There are times when something works, but isn’t a sustainable realistic solution.
Think about that.
One of my favorite questions, which usually gets a good chuckle in therapy, is: So…how’s that workin’for ya?
I was at Costco a few weeks ago, when a Good Samaritan passing by let me know that the passenger side rear tire was low. I don’t go around that side of the car really, and so I really appreciated his noticing and telling me.
Well, he was being polite. It wasn’t just low, I think it was close to flat. I drove slowly and carefully to the gas station close by, and they filled it up for me. They checked to make sure it had the right pressure. Let me know I should check it frequently over the next while in case it had a slow leak…the other tires had normal pressure when we made sure they were OK.
I checked several times over the next few days and it looked OK…for a while. About 5 days later, the pressure had dropped to about a 1/3 of what it should be. Went to another gas station, and filled it up again.
Next day…visibly lower. Looked for a gas station…and well, by now you know the drill. I did the predictable. Filled it up with air.
Good to drive.
Safe to drive.
Good to go.
Except this was getting to be a bit of a pain.
I was starting to drive slowly by gas stations to check to see if they had an air machine. My thoughts while driving, even while listening to the news, or singing tunes, or chatting with the person beside me, frequently went to that passenger side tire.
I was preoccupied.
Was it low? When had I last checked? Was I being overly pessimistic and concerned? Was I being overly optimistic and had overlooked the sponginess of the tire?I started circling the car every time I got in.
The car was safe to drive, but this was no way to live.
The tire was where it should be—it was full and operational—but the strategy I was using was costly. It increased my vigilance, created hassle as I searched for the tire guage and found a pump.It worked but it wasn’t really working.
How well was it workin’ for me? Not so much.
I took it in to Midas, and the great people there had it fixed in an hour. They found a nail. They patched it. Done. $22.
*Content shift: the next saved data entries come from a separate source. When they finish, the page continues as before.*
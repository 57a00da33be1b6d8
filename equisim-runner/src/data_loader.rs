//! CSV bar loading for the runner.
//!
//! One row per bar: symbol, timestamp (RFC 3339), open, high, low,
//! close, volume. Rows may arrive in any order; loading sorts them into
//! the (timestamp, symbol) order the engine requires and rejects
//! malformed bars up front.

use std::io::Read;
use std::path::Path;

use chrono::{DateTime, Utc};
use rust_decimal::Decimal;
use serde::Deserialize;
use thiserror::Error;
use tracing::info;

use equisim_core::MarketBar;

#[derive(Debug, Error)]
pub enum LoadError {
    #[error("failed to read bars from {path}: {source}")]
    Io {
        path: String,
        source: std::io::Error,
    },
    #[error("bad CSV record: {0}")]
    Csv(#[from] csv::Error),
    #[error("insane bar for {symbol} at {timestamp}: high/low do not bracket open/close")]
    InsaneBar {
        symbol: String,
        timestamp: DateTime<Utc>,
    },
    #[error("duplicate bar for {symbol} at {timestamp}")]
    DuplicateBar {
        symbol: String,
        timestamp: DateTime<Utc>,
    },
}

#[derive(Debug, Deserialize)]
struct BarRow {
    symbol: String,
    timestamp: DateTime<Utc>,
    open: Decimal,
    high: Decimal,
    low: Decimal,
    close: Decimal,
    volume: u64,
}

impl From<BarRow> for MarketBar {
    fn from(row: BarRow) -> Self {
        MarketBar {
            symbol: row.symbol,
            timestamp: row.timestamp,
            open: row.open,
            high: row.high,
            low: row.low,
            close: row.close,
            volume: row.volume,
        }
    }
}

/// Load, validate, and sort bars from a CSV file.
pub fn load_bars_csv(path: &Path) -> Result<Vec<MarketBar>, LoadError> {
    let file = std::fs::File::open(path).map_err(|source| LoadError::Io {
        path: path.display().to_string(),
        source,
    })?;
    let bars = read_bars(file)?;
    info!(path = %path.display(), count = bars.len(), "loaded bars");
    Ok(bars)
}

/// Same as [`load_bars_csv`] but over any reader.
pub fn read_bars(reader: impl Read) -> Result<Vec<MarketBar>, LoadError> {
    let mut csv_reader = csv::Reader::from_reader(reader);
    let mut bars: Vec<MarketBar> = Vec::new();
    for row in csv_reader.deserialize::<BarRow>() {
        let bar: MarketBar = row?.into();
        if !bar.is_sane() {
            return Err(LoadError::InsaneBar {
                symbol: bar.symbol,
                timestamp: bar.timestamp,
            });
        }
        bars.push(bar);
    }
    bars.sort_by(|a, b| a.ordering_key().cmp(&b.ordering_key()));
    for w in bars.windows(2) {
        if w[0].ordering_key() == w[1].ordering_key() {
            return Err(LoadError::DuplicateBar {
                symbol: w[1].symbol.clone(),
                timestamp: w[1].timestamp,
            });
        }
    }
    Ok(bars)
}
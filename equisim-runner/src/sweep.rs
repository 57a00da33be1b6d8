//! Parameter sweep utilities for grid search over strategy configs.
//!
//! Each grid point gets its own engine and ledger, so runs are fully
//! independent and execute in parallel via rayon.

use rayon::prelude::*;

use equisim_core::{MarketBar, VecSource};

use crate::config::{BacktestConfig, StrategyConfig};
use crate::result::BacktestResult;
use crate::runner::{self, RunError};
use crate::strategies::StrategyRegistry;

/// MA crossover parameter grid.
#[derive(Debug, Clone)]
pub struct ParamGrid {
    pub short_periods: Vec<usize>,
    pub long_periods: Vec<usize>,
}

impl ParamGrid {
    /// A sensible starting grid: short 5/10/20 against long 50/100/200.
    pub fn ma_crossover_default() -> Self {
        Self {
            short_periods: vec![5, 10, 20],
            long_periods: vec![50, 100, 200],
        }
    }

    /// All valid configurations (short >= long combinations are
    /// skipped).
    pub fn generate_configs(&self, base: &BacktestConfig) -> Vec<BacktestConfig> {
        let mut configs = Vec::new();
        for &short in &self.short_periods {
            for &long in &self.long_periods {
                if short >= long {
                    continue;
                }
                let mut config = base.clone();
                config.strategy = StrategyConfig::MaCrossover {
                    short_period: short,
                    long_period: long,
                };
                configs.push(config);
            }
        }
        configs
    }
}

/// Run every config against the same bar set, in parallel. Results come
/// back in config order regardless of scheduling.
pub fn run_sweep(
    registry: &StrategyRegistry,
    configs: &[BacktestConfig],
    bars: &[MarketBar],
) -> Vec<Result<BacktestResult, RunError>> {
    configs
        .par_iter()
        .map(|config| {
            let mut source = VecSource::new(bars.to_vec());
            runner::run_backtest(registry, config, &mut source)
        })
        .collect()
}
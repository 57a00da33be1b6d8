//! Bollinger band %B reversal strategy.

use std::collections::HashMap;
use std::collections::VecDeque;

use rust_decimal::prelude::ToPrimitive;

use equisim_core::{MarketBar, Signal, SignalKind, Strategy, StrategyError};

/// Per-symbol rolling close window sized to the band period.
struct Window {
    closes: VecDeque<f64>,
    capacity: usize,
    long: bool,
}

struct Bands {
    percent_b: f64,
    bandwidth: f64,
}

impl Window {
    fn new(capacity: usize) -> Self {
        Self {
            closes: VecDeque::with_capacity(capacity),
            capacity,
            long: false,
        }
    }

    fn push(&mut self, close: f64) {
        if self.closes.len() == self.capacity {
            self.closes.pop_front();
        }
        self.closes.push_back(close);
    }

    /// Bands over the full window: middle is the SMA, the envelope sits
    /// `num_std` sample standard deviations out.
    fn bands(&self, num_std: f64) -> Option<Bands> {
        if self.closes.len() < self.capacity || self.capacity < 2 {
            return None;
        }
        let n = self.closes.len() as f64;
        let middle = self.closes.iter().sum::<f64>() / n;
        let variance = self
            .closes
            .iter()
            .map(|c| (c - middle).powi(2))
            .sum::<f64>()
            / (n - 1.0);
        let spread = variance.sqrt() * num_std;
        let upper = middle + spread;
        let lower = middle - spread;
        if upper <= lower || middle <= 0.0 {
            return None;
        }
        let close = *self.closes.back()?;
        Some(Bands {
            percent_b: (close - lower) / (upper - lower),
            bandwidth: (upper - lower) / middle,
        })
    }
}

/// Volatility reversal on Bollinger %B: buy when the close sinks under
/// the lower region of the band, close the position when it pushes into
/// the upper region. Signals are suppressed while the bands are
/// squeezed tighter than `bandwidth_threshold`.
pub struct BollingerBands {
    period: usize,
    num_std: f64,
    buy_threshold: f64,
    sell_threshold: f64,
    bandwidth_threshold: f64,
    windows: HashMap<String, Window>,
}

impl BollingerBands {
    pub fn new(
        period: usize,
        num_std: f64,
        buy_threshold: f64,
        sell_threshold: f64,
        bandwidth_threshold: f64,
    ) -> Self {
        Self {
            period,
            num_std,
            buy_threshold,
            sell_threshold,
            bandwidth_threshold,
            windows: HashMap::new(),
        }
    }
}

impl Strategy for BollingerBands {
    fn name(&self) -> &str {
        "bollinger_bands"
    }

    fn validate_parameters(&self) -> bool {
        self.period >= 2
            && self.num_std > 0.0
            && self.buy_threshold >= 0.0
            && self.buy_threshold < self.sell_threshold
            && self.sell_threshold <= 1.0
            && self.bandwidth_threshold >= 0.0
    }

    fn on_data(&mut self, bar: &MarketBar) -> Result<Vec<Signal>, StrategyError> {
        let Some(close) = bar.close.to_f64() else {
            return Ok(Vec::new());
        };
        let window = self
            .windows
            .entry(bar.symbol.clone())
            .or_insert_with(|| Window::new(self.period));
        window.push(close);

        let Some(bands) = window.bands(self.num_std) else {
            return Ok(Vec::new());
        };
        // squeeze filter
        if bands.bandwidth < self.bandwidth_threshold {
            return Ok(Vec::new());
        }

        if bands.percent_b <= self.buy_threshold && !window.long {
            window.long = true;
            let strength = if self.buy_threshold > 0.0 {
                ((self.buy_threshold - bands.percent_b) / self.buy_threshold).clamp(0.0, 1.0)
            } else {
                1.0
            };
            let signal =
                Signal::new(bar.timestamp, &bar.symbol, SignalKind::Buy, strength, "lower band")
                    .map_err(|e| StrategyError::new(e.to_string()))?;
            return Ok(vec![signal]);
        }
        if bands.percent_b >= self.sell_threshold && window.long {
            window.long = false;
            let signal =
                Signal::new(bar.timestamp, &bar.symbol, SignalKind::Close, 1.0, "upper band")
                    .map_err(|e| StrategyError::new(e.to_string()))?;
            return Ok(vec![signal]);
        }
        Ok(Vec::new())
    }
}

#[cfg(test)]
mod tests {
    use super::*;
    use chrono::{TimeZone, Utc};
    use rust_decimal::Decimal;
    use rust_decimal_macros::dec;

    fn bar(i: i64, close: Decimal) -> MarketBar {
        MarketBar {
            symbol: "005930".into(),
            timestamp: Utc.with_ymd_and_hms(2024, 1, 1, 9, 0, 0).unwrap()
                + chrono::Duration::days(i),
            open: close,
            high: close + dec!(100),
            low: close - dec!(100),
            close,
            volume: 1_000,
        }
    }

    fn strategy() -> BollingerBands {
        BollingerBands::new(4, 2.0, 0.2, 0.8, 0.0)
    }

    #[test]
    fn rejects_bad_thresholds() {
        assert!(!BollingerBands::new(1, 2.0, 0.2, 0.8, 0.0).validate_parameters());
        assert!(!BollingerBands::new(20, 2.0, 0.8, 0.2, 0.0).validate_parameters());
        assert!(!BollingerBands::new(20, 0.0, 0.2, 0.8, 0.0).validate_parameters());
        assert!(BollingerBands::new(20, 2.0, 0.2, 0.8, 0.1).validate_parameters());
    }

    #[test]
    fn silent_during_warmup() {
        let mut s = strategy();
        for i in 0..3 {
            assert!(s.on_data(&bar(i, dec!(1000) + Decimal::from(i))).unwrap().is_empty());
        }
    }

    #[test]
    fn buys_below_the_lower_band_then_closes_above_the_upper() {
        let mut s = strategy();
        let closes = [
            dec!(1000),
            dec!(1010),
            dec!(990),
            dec!(1005), // warmup, close inside the bands
            dec!(900),  // collapse under the lower band -> buy
            dec!(1000),
            dec!(1200), // surge through the upper band -> close
        ];
        let mut kinds = Vec::new();
        for (i, close) in closes.iter().enumerate() {
            for signal in s.on_data(&bar(i as i64, *close)).unwrap() {
                kinds.push(signal.kind);
            }
        }
        assert_eq!(kinds, vec![SignalKind::Buy, SignalKind::Close]);
    }

    #[test]
    fn squeeze_suppresses_signals() {
        // a dip that buys with no bandwidth floor stays silent under one
        let closes = [dec!(1001), dec!(1000), dec!(1001), dec!(999)];
        let mut open = BollingerBands::new(4, 2.0, 0.2, 0.8, 0.0);
        let mut squeezed = BollingerBands::new(4, 2.0, 0.2, 0.8, 0.05);
        let mut open_signals = Vec::new();
        for (i, close) in closes.iter().enumerate() {
            open_signals.extend(open.on_data(&bar(i as i64, *close)).unwrap());
            assert!(squeezed.on_data(&bar(i as i64, *close)).unwrap().is_empty());
        }
        assert_eq!(open_signals.len(), 1);
        assert_eq!(open_signals[0].kind, SignalKind::Buy);
    }
}
//! Buy-and-hold baseline.

use std::collections::HashSet;

use equisim_core::{MarketBar, Signal, SignalKind, Strategy, StrategyError};

/// Buys each symbol once, on its first bar, and never trades again.
/// Useful as the benchmark every other strategy has to beat.
#[derive(Default)]
pub struct BuyAndHold {
    entered: HashSet<String>,
}

impl BuyAndHold {
    pub fn new() -> Self {
        Self::default()
    }
}

impl Strategy for BuyAndHold {
    fn name(&self) -> &str {
        "buy_and_hold"
    }

    fn on_data(&mut self, bar: &MarketBar) -> Result<Vec<Signal>, StrategyError> {
        if !self.entered.insert(bar.symbol.clone()) {
            return Ok(Vec::new());
        }
        let signal = Signal::new(bar.timestamp, &bar.symbol, SignalKind::Buy, 1.0, "initial entry")
            .map_err(|e| StrategyError::new(e.to_string()))?;
        Ok(vec![signal])
    }
}
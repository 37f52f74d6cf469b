// ABOUTME: Exponential backoff with jitter for gateway reconnection.
// ABOUTME: Retries with 2s, 4s, 8s... up to a max delay, bounded by a finite retry budget.

use rand::Rng;
use std::time::Duration;

/// Backoff configuration for gateway reconnection
#[derive(Debug, Clone)]
pub struct BackoffConfig {
    /// Starting delay between retries
    pub initial_delay: Duration,
    /// Maximum delay between retries
    pub max_delay: Duration,
    /// Multiplier applied to delay after each failure
    pub multiplier: u32,
    /// Maximum number of consecutive failures before giving up (0 = unlimited)
    pub max_retries: u32,
    /// Jitter fraction in [0, 1]; each delay is scaled by a random factor
    /// in [1 - jitter, 1 + jitter] to avoid reconnect stampedes
    pub jitter: f64,
}

impl Default for BackoffConfig {
    fn default() -> Self {
        Self {
            initial_delay: Duration::from_secs(2),
            max_delay: Duration::from_secs(60),
            multiplier: 2,
            max_retries: 10,
            jitter: 0.25,
        }
    }
}

/// Tracks reconnection state with exponential backoff
#[derive(Debug)]
pub struct BackoffState {
    config: BackoffConfig,
    consecutive_failures: u32,
    current_delay: Duration,
}

impl BackoffState {
    /// Create a new backoff state with the given config
    pub fn new(config: BackoffConfig) -> Self {
        let current_delay = config.initial_delay;
        Self {
            config,
            consecutive_failures: 0,
            current_delay,
        }
    }

    /// Record a successful connection (resets backoff)
    pub fn record_success(&mut self) {
        self.consecutive_failures = 0;
        self.current_delay = self.config.initial_delay;
    }

    /// Record a failure and return the jittered delay before the next retry,
    /// or None if the retry budget is exhausted
    pub fn record_failure(&mut self) -> Option<Duration> {
        self.consecutive_failures += 1;

        if self.config.max_retries > 0 && self.consecutive_failures > self.config.max_retries {
            return None;
        }

        let delay = self.current_delay;

        self.current_delay = std::cmp::min(
            self.current_delay * self.config.multiplier,
            self.config.max_delay,
        );

        Some(apply_jitter(delay, self.config.jitter))
    }

    /// Get the number of consecutive failures
    pub fn consecutive_failures(&self) -> u32 {
        self.consecutive_failures
    }

    /// Get the unjittered delay that would be used on the next failure
    pub fn current_delay(&self) -> Duration {
        self.current_delay
    }
}

/// Scale a delay by a random factor in [1 - jitter, 1 + jitter]
fn apply_jitter(delay: Duration, jitter: f64) -> Duration {
    if jitter <= 0.0 {
        return delay;
    }
    let factor = 1.0 + jitter * (rand::thread_rng().gen::<f64>() * 2.0 - 1.0);
    delay.mul_f64(factor.max(0.0))
}

// =============================================================================
// Tests
// =============================================================================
I might have just kept filling the tire with air when it needed it.Would’ve been cheaper financially. Would’ve been more expensive to my mental and physical health—today it’s cold—who wants to be filling tires in this weather!
By now, you get that this isn’t really about tires.
I work with couples who have been filling the air in the tires of their marriage desperately…trying to make the car move forward safely, but at great personal cost. It’s not easy to address a marital flat tire with bandaids, though I’ve heard stories of people trying…and putting in a ton of effort for not-a-lot of results.
- A husband sees his wife is disgruntled and so starts working hard to bring in more income—take the financial stress off to make her happier.It sorta works…she’s
happy when she gets new shoes, or buys the new sofa, but then the disgruntlement returns…
- A wife sees her husband pulling away and is distant.She buys a new negligee, gets a babysitter, and gives him a night he won’t soon forget.He likes it…a lot…but it doesn’t last.
I’ve worked with individuals too, who solve slow leaks in the tires of the lives in ways other than finding the leak.They bump along with a strategy that makes it better for a bit…
- go shopping,
- go on-line to a porn site,
- drink too much,
- or _____________ (filling the blank)
…but ultimately leaves them feeling lonely and empty…and back where they started…the tire of life is still flat.
One of the things that has been more gratifiying than anything as a therapist is to work with someone who recognizes that
- there is a problem, and
- that the strategies they have used to address the problem aren’t effective, and
- are looking for creative and original solutions that don’t provide a temporary reprieve from the problem, but actually remove the issue as something that is creating them distress.
To watch a person discover the strategy that is has long term satisfaction is, well, is FUN!! I love my job at those moments.
The patch cost $22…the air was free.
In the long run, when I measure my quality of life, the patch was immeasurably cheaper.
Sure, that solution costs some in dollars if you’re going to see a therapist, but think of the way a person can relax, and er, stop spinning their tires and get moving (sorry, pun was intended!).